ATHENS (RNS) — Two factors have defined Greek life for at least the past century: religion and emigration.
Now, a new startup, Do My Tama, is helping ex-pats stay connected to their faith and families by offering to perform religious devotions, virtual pilgrimages and other religious services.
Unlike many Western European countries, where the percentage of the pious is down to single digits, Greeks have held fast to the Greek Orthodox Church, with some 55% saying religion is very important to their lives in an October 2018 report from the Pew Research Center.
That attachment has stuck with the more than 1.7 million Greeks who have left since the early 1900s — including half a million who have sought opportunities overseas since the global economic crisis nearly forced Greece to crash out of the European Union in 2014.
“Most people asking for our services are members of the Greek diaspora,” said Maria Psiridi, Do My Tama’s founder. “(One) Greek who’s now working in China asked us to light a candle and leave flowers on his mother’s grave in Athens because he hadn’t visited for three years.”
Part of being a pious Greek Orthodox is doing tama, or oblation: a promise one gives to God in exchange for help with a difficult task.
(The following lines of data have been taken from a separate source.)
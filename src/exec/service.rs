// src/exec/service.rs

//! Pluggable work service abstraction.
//!
//! The runtime talks to a `WorkService` instead of sleeping itself. This makes
//! it easy to swap in a fake service in tests while keeping the production
//! implementation in [`timer`](super::timer).
//!
//! - `TimerWorkService` is the default implementation used by `dagflow`.
//! - Tests can provide their own `WorkService` that, for example, records
//!   which nodes were started and completes them on demand.

use std::future::Future;
use std::pin::Pin;

use tokio::sync::mpsc;

use crate::dag::ScheduledNode;
use crate::engine::RuntimeEvent;
use crate::errors::{Error, Result};
use crate::types::NodeId;

/// Trait abstracting how a dispatched node's work is performed.
///
/// Contract:
/// - `run` is called once per dispatched node;
/// - the returned future resolves once the work has been *started*, it must
///   not wait for the work itself;
/// - the implementation completes `signal` exactly once, asynchronously, no
///   earlier than `node.duration` after the call.
pub trait WorkService: Send + Sync {
    fn run(
        &self,
        node: ScheduledNode,
        signal: CompletionSignal,
    ) -> Pin<Box<dyn Future<Output = Result<()>> + Send + '_>>;
}

/// One-shot completion handle for a single node.
///
/// `complete` consumes the signal, so a node can be reported finished at
/// most once.
#[derive(Debug)]
pub struct CompletionSignal {
    node: NodeId,
    tx: mpsc::Sender<RuntimeEvent>,
}

impl CompletionSignal {
    pub fn new(node: NodeId, tx: mpsc::Sender<RuntimeEvent>) -> Self {
        Self { node, tx }
    }

    /// Report the node's work as finished to the runtime.
    pub async fn complete(self) -> Result<()> {
        self.tx
            .send(RuntimeEvent::NodeCompleted { node: self.node })
            .await
            .map_err(Error::from)?;
        Ok(())
    }
}
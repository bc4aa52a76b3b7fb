// src/engine/report.rs

//! Summary of a finished run.

use std::collections::BTreeMap;
use std::time::Duration;

use crate::types::NodeId;

/// How a run ended.
#[derive(Debug, Clone, PartialEq, Eq)]
pub enum RunOutcome {
    /// Every node reached `Done`.
    Completed,
    /// Dispatching was paused; in-flight work drained, these stayed idle.
    Paused { pending: Vec<NodeId> },
    /// Nothing left in flight but these nodes never finished (unknown seed
    /// roots, a dependency cycle, or a node that failed to launch).
    Stalled { blocked: Vec<NodeId> },
    /// Shut down while these nodes were still processing.
    Interrupted { in_flight: Vec<NodeId> },
}

/// Start/finish offsets of one node, relative to the run start.
#[derive(Debug, Clone, Copy, PartialEq, Eq)]
pub struct NodeTiming {
    pub started: Duration,
    pub finished: Option<Duration>,
}

#[derive(Debug, Clone)]
pub struct RunReport {
    pub outcome: RunOutcome,
    /// Time from the seed dispatch until the runtime stopped.
    pub elapsed: Duration,
    /// Only nodes that were dispatched appear here.
    pub timeline: BTreeMap<NodeId, NodeTiming>,
    /// Number of nodes claimed by the dispatcher during this run.
    pub dispatched: usize,
}

impl RunReport {
    pub fn is_completed(&self) -> bool {
        self.outcome == RunOutcome::Completed
    }

    pub fn started_at(&self, node: &str) -> Option<Duration> {
        self.timeline.get(node).map(|t| t.started)
    }

    pub fn finished_at(&self, node: &str) -> Option<Duration> {
        self.timeline.get(node).and_then(|t| t.finished)
    }

    /// Node ids ordered by completion time (ties broken by id).
    pub fn completion_order(&self) -> Vec<NodeId> {
        let mut done: Vec<(Duration, &NodeId)> = self
            .timeline
            .iter()
            .filter_map(|(id, t)| t.finished.map(|f| (f, id)))
            .collect();
        done.sort();
        done.into_iter().map(|(_, id)| id.clone()).collect()
    }
}
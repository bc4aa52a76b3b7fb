// src/errors.rs

//! Crate-wide error aliases and helpers.

use thiserror::Error;

use crate::types::{NodeId, NodeStatus};

#[derive(Error, Debug)]
pub enum DagflowError {
    #[error("Configuration error: {0}")]
    ConfigError(String),

    #[error("IO error: {0}")]
    IoError(#[from] std::io::Error),

    #[error("Node not found: {0}")]
    NotFound(NodeId),

    #[error("Invalid transition for node '{node}': {from} -> {to}")]
    InvalidTransition {
        node: NodeId,
        from: NodeStatus,
        to: NodeStatus,
    },

    #[error("Completed-parent counter of node '{node}' is already at its total of {total}")]
    ParentCountOverflow { node: NodeId, total: usize },

    #[error("Cycle detected in DAG: {0}")]
    CycleDetected(String),

    #[error("TOML parsing error: {0}")]
    TomlError(#[from] toml::de::Error),

    #[error(transparent)]
    Other(#[from] anyhow::Error),
}

pub use anyhow::Error;
pub type Result<T> = std::result::Result<T, DagflowError>;
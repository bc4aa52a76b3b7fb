// tests/observe.rs

mod common;
use crate::common::builders::{diamond_graph, fan_in_demo_graph};
use crate::common::{init_tracing, with_timeout};

use std::sync::Arc;
use std::time::Duration;

use dagflow::dag::{Dispatcher, NodeStore};
use dagflow::observe::{spawn_reporter, GraphView, ProgressSummary};
use tokio_util::sync::CancellationToken;

#[test]
fn summary_counts_statuses_and_keeps_labels_in_id_order() {
    let store = NodeStore::new(&fan_in_demo_graph(Duration::from_secs(1)));
    let dispatcher = Dispatcher::new(Arc::new(store), CancellationToken::new());
    dispatcher.dispatch(["1"]);
    let step = dispatcher.complete("1").unwrap();
    dispatcher.dispatch(&step.newly_ready);

    let summary = ProgressSummary::from_snapshot(&dispatcher.store().snapshot());
    assert_eq!(summary.done, 1);
    assert_eq!(summary.processing, 3);
    assert_eq!(summary.idle, 2);
    assert_eq!(summary.total(), 6);
    assert_eq!(summary.to_string(), "1/6 done, 3 processing, 2 idle");
    assert_eq!(
        summary.labels,
        vec![
            "1 [1s, done]",
            "2 [2s, processing]",
            "3 [5s, processing]",
            "4 [1s, idle]",
            "5 [1s, idle]",
            "6 [10s, processing]",
        ]
    );
}

#[test]
fn graph_view_is_usable_as_a_trait_object() {
    let store: Arc<dyn GraphView> = Arc::new(NodeStore::new(&diamond_graph(Duration::from_secs(1))));

    assert_eq!(store.snapshot().len(), 4);
    assert_eq!(
        store.edges(),
        vec![
            ("left".to_string(), "bottom".to_string()),
            ("right".to_string(), "bottom".to_string()),
            ("top".to_string(), "left".to_string()),
            ("top".to_string(), "right".to_string()),
        ]
    );
}

#[tokio::test(start_paused = true)]
async fn reporter_polls_until_cancelled_without_touching_state() {
    init_tracing();

    let store = Arc::new(NodeStore::new(&diamond_graph(Duration::from_secs(1))));
    let stop = CancellationToken::new();
    let handle = spawn_reporter(Arc::clone(&store), Duration::from_millis(100), stop.clone());

    tokio::time::sleep(Duration::from_millis(550)).await;
    store.mark_processing("top").unwrap();
    tokio::time::sleep(Duration::from_millis(300)).await;
    let seen = store.snapshot();

    stop.cancel();
    with_timeout(handle).await.unwrap();

    // Only the test's own transition is visible.
    assert_eq!(store.snapshot(), seen);
    assert_eq!(store.status_counts().processing, 1);
    assert_eq!(store.status_counts().idle, 3);
}
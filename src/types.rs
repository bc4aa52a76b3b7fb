use std::fmt;
use std::time::Duration;

/// Canonical node identifier type used throughout the crate.
pub type NodeId = String;

/// Lifecycle of a single node within a run.
///
/// Transitions are strictly `Idle -> Processing -> Done`; a node never moves
/// backwards and never skips `Processing`.
#[derive(Debug, Clone, Copy, PartialEq, Eq, Hash)]
pub enum NodeStatus {
    /// Waiting for its parents (or for the initial dispatch, for roots).
    Idle,
    /// Claimed by the dispatcher; work is in flight.
    Processing,
    /// Work finished and dependents have been notified.
    Done,
}

impl NodeStatus {
    /// Whether `self -> next` is a legal single-step transition.
    pub fn can_transition_to(self, next: NodeStatus) -> bool {
        matches!(
            (self, next),
            (NodeStatus::Idle, NodeStatus::Processing) | (NodeStatus::Processing, NodeStatus::Done)
        )
    }
}

impl fmt::Display for NodeStatus {
    fn fmt(&self, f: &mut fmt::Formatter<'_>) -> fmt::Result {
        let s = match self {
            NodeStatus::Idle => "idle",
            NodeStatus::Processing => "processing",
            NodeStatus::Done => "done",
        };
        f.write_str(s)
    }
}

/// Parse a duration string like `"250ms"`, `"1s"`, `"2m"` or `"1h"`.
pub fn parse_duration(s: &str) -> Result<Duration, String> {
    let s = s.trim();
    if s.is_empty() {
        return Err("empty duration string".to_string());
    }

    // Find the boundary between digits and suffix.
    let idx = s
        .chars()
        .position(|c| !c.is_ascii_digit())
        .ok_or_else(|| format!("duration '{}' is missing a unit suffix", s))?;

    let (num_part, unit_part) = s.split_at(idx);
    let value: u64 = num_part
        .parse()
        .map_err(|e| format!("invalid duration number '{}': {}", num_part, e))?;
    let unit = unit_part.trim().to_lowercase();

    let secs_per_unit = match unit.as_str() {
        "ms" => return Ok(Duration::from_millis(value)),
        "s" => 1,
        "m" => 60,
        "h" => 60 * 60,
        _ => {
            return Err(format!(
                "unsupported duration unit '{}'; expected ms, s, m, or h",
                unit
            ));
        }
    };

    value
        .checked_mul(secs_per_unit)
        .map(Duration::from_secs)
        .ok_or_else(|| format!("duration '{}' is too large", s))
}

/// Express `elapsed` as a (possibly fractional) number of time units.
pub fn in_units(elapsed: Duration, time_unit: Duration) -> f64 {
    if time_unit.is_zero() {
        return 0.0;
    }
    elapsed.as_secs_f64() / time_unit.as_secs_f64()
}
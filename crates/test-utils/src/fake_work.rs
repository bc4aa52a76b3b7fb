use std::collections::HashMap;
use std::future::Future;
use std::pin::Pin;
use std::sync::{Arc, Mutex};

use dagflow::dag::ScheduledNode;
use dagflow::errors::{DagflowError, Result};
use dagflow::exec::{CompletionSignal, WorkService};
use dagflow::types::NodeId;

/// A fake work service that:
/// - records which nodes were started
/// - reports each one finished straight away, ignoring its duration.
#[derive(Clone, Default)]
pub struct InstantWorkService {
    started: Arc<Mutex<Vec<NodeId>>>,
}

impl InstantWorkService {
    pub fn new() -> Self {
        Self::default()
    }

    pub fn started(&self) -> Vec<NodeId> {
        self.started.lock().unwrap().clone()
    }
}

impl WorkService for InstantWorkService {
    fn run(
        &self,
        node: ScheduledNode,
        signal: CompletionSignal,
    ) -> Pin<Box<dyn Future<Output = Result<()>> + Send + '_>> {
        let started = Arc::clone(&self.started);

        Box::pin(async move {
            started.lock().unwrap().push(node.id.clone());
            tokio::spawn(async move {
                let _ = signal.complete().await;
            });
            Ok(())
        })
    }
}

/// A fake work service whose nodes only finish when the test says so.
#[derive(Clone, Default)]
pub struct ManualWorkService {
    started: Arc<Mutex<Vec<NodeId>>>,
    pending: Arc<Mutex<HashMap<NodeId, CompletionSignal>>>,
}

impl ManualWorkService {
    pub fn new() -> Self {
        Self::default()
    }

    pub fn started(&self) -> Vec<NodeId> {
        self.started.lock().unwrap().clone()
    }

    /// Nodes started but not yet released, sorted.
    pub fn pending(&self) -> Vec<NodeId> {
        let mut ids: Vec<_> = self.pending.lock().unwrap().keys().cloned().collect();
        ids.sort();
        ids
    }

    /// Complete `node`'s work. Returns `false` if it was not pending.
    pub async fn release(&self, node: &str) -> bool {
        let signal = self.pending.lock().unwrap().remove(node);
        match signal {
            Some(signal) => signal.complete().await.is_ok(),
            None => false,
        }
    }
}

impl WorkService for ManualWorkService {
    fn run(
        &self,
        node: ScheduledNode,
        signal: CompletionSignal,
    ) -> Pin<Box<dyn Future<Output = Result<()>> + Send + '_>> {
        let started = Arc::clone(&self.started);
        let pending = Arc::clone(&self.pending);

        Box::pin(async move {
            started.lock().unwrap().push(node.id.clone());
            pending.lock().unwrap().insert(node.id, signal);
            Ok(())
        })
    }
}

/// Like [`InstantWorkService`], but refuses to start the listed nodes.
#[derive(Clone, Default)]
pub struct RefusingWorkService {
    refuse: Arc<Vec<NodeId>>,
    inner: InstantWorkService,
}

impl RefusingWorkService {
    pub fn new(refuse: &[&str]) -> Self {
        Self {
            refuse: Arc::new(refuse.iter().map(|s| s.to_string()).collect()),
            inner: InstantWorkService::new(),
        }
    }

    /// Nodes that were actually started.
    pub fn started(&self) -> Vec<NodeId> {
        self.inner.started()
    }
}

impl WorkService for RefusingWorkService {
    fn run(
        &self,
        node: ScheduledNode,
        signal: CompletionSignal,
    ) -> Pin<Box<dyn Future<Output = Result<()>> + Send + '_>> {
        if self.refuse.contains(&node.id) {
            let id = node.id;
            return Box::pin(async move {
                Err(DagflowError::Other(anyhow::anyhow!("refusing to start '{id}'")))
            });
        }
        self.inner.run(node, signal)
    }
}
// src/observe/mod.rs

//! Read-only progress observation.
//!
//! Observers poll a [`GraphView`] at a fixed cadence and never mutate state.
//! The node store implements it directly; its snapshots lock one node at a
//! time, so a poll never blocks dispatch for longer than a single node's
//! transition.

pub mod reporter;

use crate::dag::{NodeSnapshot, NodeStore};
use crate::types::NodeId;

pub use reporter::{ProgressSummary, spawn_reporter};

/// What an observer is allowed to see.
pub trait GraphView: Send + Sync {
    /// Every node, ordered by id.
    fn snapshot(&self) -> Vec<NodeSnapshot>;
    /// Every `(parent, child)` edge.
    fn edges(&self) -> Vec<(NodeId, NodeId)>;
}

impl GraphView for NodeStore {
    fn snapshot(&self) -> Vec<NodeSnapshot> {
        NodeStore::snapshot(self)
    }

    fn edges(&self) -> Vec<(NodeId, NodeId)> {
        NodeStore::edges(self)
    }
}
// src/lib.rs

pub mod cli;
pub mod config;
pub mod dag;
pub mod engine;
pub mod errors;
pub mod exec;
pub mod logging;
pub mod observe;
pub mod types;

use std::sync::Arc;
use std::time::Duration;

use anyhow::{bail, Result};
use tokio::sync::mpsc;
use tokio_util::sync::CancellationToken;
use tracing::{debug, info, warn};

use crate::cli::CliArgs;
use crate::config::{load_and_validate, parse_setting};
use crate::dag::{DagGraph, Dispatcher, NodeStore};
use crate::engine::{CoreRuntime, RunOutcome, RunReport, Runtime, RuntimeEvent};
use crate::exec::TimerWorkService;
use crate::types::in_units;

/// High-level entry point used by `main.rs`.
///
/// This wires together:
/// - config loading
/// - node store / dispatcher / runtime
/// - timer work service
/// - (optional) progress reporter
/// - Ctrl-C handling
pub async fn run(args: CliArgs) -> Result<()> {
    let cfg = load_and_validate(&args.config)?;

    let time_unit = match args.time_unit.as_deref() {
        Some(s) => parse_setting("--time-unit", s)?,
        None => cfg.run.time_unit,
    };
    let observe_interval = match args.observe_interval.as_deref() {
        Some(s) => parse_setting("--observe-interval", s)?,
        None => cfg.run.observe_interval,
    };

    let graph = cfg.graph_with_unit(time_unit)?;

    if args.dry_run {
        print_dry_run(&graph, time_unit)?;
        return Ok(());
    }

    let roots = if args.roots.is_empty() {
        graph.roots()
    } else {
        args.roots.clone()
    };
    info!(?roots, "initial candidates for this run");

    // Node store + dispatcher, owned by this run.
    let store = Arc::new(NodeStore::new(&graph));
    let pause = CancellationToken::new();
    let dispatcher = Arc::new(Dispatcher::new(Arc::clone(&store), pause));

    // Runtime event channel.
    let (rt_tx, rt_rx) = mpsc::channel::<RuntimeEvent>(64);

    // Ctrl-C → graceful shutdown.
    {
        let tx = rt_tx.clone();
        tokio::spawn(async move {
            if let Err(e) = tokio::signal::ctrl_c().await {
                eprintln!("failed to listen for Ctrl+C: {e}");
                return;
            }
            let _ = tx.send(RuntimeEvent::ShutdownRequested).await;
        });
    }

    // Optional progress reporter.
    let stop_reporter = CancellationToken::new();
    let reporter = if args.no_observe {
        None
    } else {
        Some(observe::spawn_reporter(
            Arc::clone(&store),
            observe_interval,
            stop_reporter.clone(),
        ))
    };

    let core = CoreRuntime::new(dispatcher);
    let runtime = Runtime::new(core, rt_tx, rt_rx, TimerWorkService);
    let report = runtime.run(roots).await?;

    stop_reporter.cancel();
    if let Some(handle) = reporter {
        if let Err(e) = handle.await {
            warn!(error = %e, "progress reporter task failed");
        }
    }

    print_report(&report, time_unit);

    match &report.outcome {
        RunOutcome::Completed => Ok(()),
        RunOutcome::Stalled { blocked } => {
            bail!("run stalled; unfinished nodes: {blocked:?}")
        }
        RunOutcome::Paused { pending } => {
            warn!(?pending, "run paused before completion");
            Ok(())
        }
        RunOutcome::Interrupted { in_flight } => {
            warn!(?in_flight, "run interrupted");
            Ok(())
        }
    }
}

/// Print per-node completion times (in units) and the outcome.
fn print_report(report: &RunReport, time_unit: Duration) {
    println!("dagflow run report");
    println!("  outcome: {:?}", report.outcome);
    println!("  dispatched: {}", report.dispatched);
    println!("  elapsed: {:.3} units", in_units(report.elapsed, time_unit));
    println!();

    for (id, timing) in report.timeline.iter() {
        let started = in_units(timing.started, time_unit);
        match timing.finished {
            Some(finished) => println!(
                "  - {id}: started @{started:.3}, done @{:.3}",
                in_units(finished, time_unit)
            ),
            None => println!("  - {id}: started @{started:.3}, not finished"),
        }
    }
}

/// Simple dry-run output: print nodes, edges and the expected finish time.
fn print_dry_run(graph: &DagGraph, time_unit: Duration) -> Result<()> {
    println!("dagflow dry-run");
    println!("  time_unit = {:?}", time_unit);
    println!("  roots = {:?}", graph.roots());
    println!();

    println!("nodes ({}):", graph.len());
    for id in graph.nodes() {
        let duration = graph.duration_of(id).unwrap_or_default();
        println!("  - {id}");
        println!("      duration: {:.3} units", in_units(duration, time_unit));
        if !graph.parents_of(id).is_empty() {
            println!("      after: {:?}", graph.parents_of(id));
        }
        if !graph.children_of(id).is_empty() {
            println!("      children: {:?}", graph.children_of(id));
        }
        if graph.is_root(id) && !graph.parents_of(id).is_empty() {
            println!("      root: true");
        }
    }
    println!();

    let critical = graph.critical_path()?;
    println!(
        "expected finish (unlimited parallelism): {:.3} units",
        in_units(critical, time_unit)
    );

    debug!("dry-run complete (no execution)");
    Ok(())
}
It often involves making an offering of a golden plate at the icon of a saint. If someone is undergoing eye surgery, for example, the plate would be stamped with a pair of eyes.
For those can’t get to Greece, for $40 to $200, Do My Tama will take an oblation to the customer’s preferred church, monastery or saint, light a candle or take a traditional Orthodox offering of bread. An additional $70 gets a customer a video of the act.
Psiridi said she got the idea for the service last year, when a friend visited a church in Patmos, the Greek island where John, the author of the New Testament Book of Revelation, committed his visions to words, and the friend proceeded to light dozens of candles.
“I teased my friend by telling him he’ll use up all the available candles,” said Psiridi. “He replied that it’s all requests from friends in the U.S. who heard he’s going to Patmos and asked him to light candles for them. That’s when it hit me.”
Psiridi said her service also covers another need: work. She has established a network of about 100 locals to fulfill the requests, giving much-needed income to young people whose lives have been stalled by a post-crisis unemployment of 49% for those under 24.
Churches and charities, meanwhile, have seen their contributions drop sharply in the past decade as social service budgets have taken hits because of government austerity measures.
Psiridi divides the fees she charges among the surrogate performing the tama, the church at which it is performed and a Greek charity of the customer’s choice. She takes a small percentage for the maintenance of the service.
When Psiridi’s online service popped up last November, it promptly went viral in Greece, drawing as many critics as fans. On social media, some called the service a scam. Some church officials threatened legal action.
The board of directors of the Church of St. John the Russian in Evia, the site of one of the most popular pilgrimages in Greece, expressed outrage when it was listed on DoMyTama.com’s initial list of places the service would visit on behalf of users.
“We have nothing to do with this initiative,” said the church’s website. “The Metropolitan of Chalkis and the members of the board of St. John don’t approve of this practice. … Our legal advisor will send a formal complaint to those responsible for the website in order to take down any reference to St. John the Russian.”
Another pilgrimage originally listed was Our Lady of Tinos, on the island of Tinos. Every Aug. 15, the feast day on which Christians celebrate the bodily assumption of Jesus’ mother, Mary, into heaven, thousands of pilgrims travel the kilometer (six-tenths of a mile) from the ferry port to the shrine on their knees. The Our Lady of Tinos shrine is one of the most visited and wealthy shrines across Greece, with annual earnings of more than $4 million.
The board of Our Lady of Tinos island, which is dedicated to an icon of Virgin Mary believed to be the source of miracles, threatened “to take legal action for the protection of the institution and the pilgrims’ reverence,” it said in a statement.
The mockery, skepticism and anger surprised and saddened Psiridi. Still, she said, she never received any formal complaints nor has anyone sued her.
“I was so sad for two days after the trolling and the hate messages started,” she said. “I think people didn’t get what we tried to do. I was surprised because we’re a team trying to bring together Greeks and do good.”
Psiridi points to an 18-year-old woman in Australia who had one of the Do My Tama team members go to a village in northern Greece and light a candle at the local church. After the young woman received the video of the oblation, she showed it to her grandmother, who burst into tears of joy.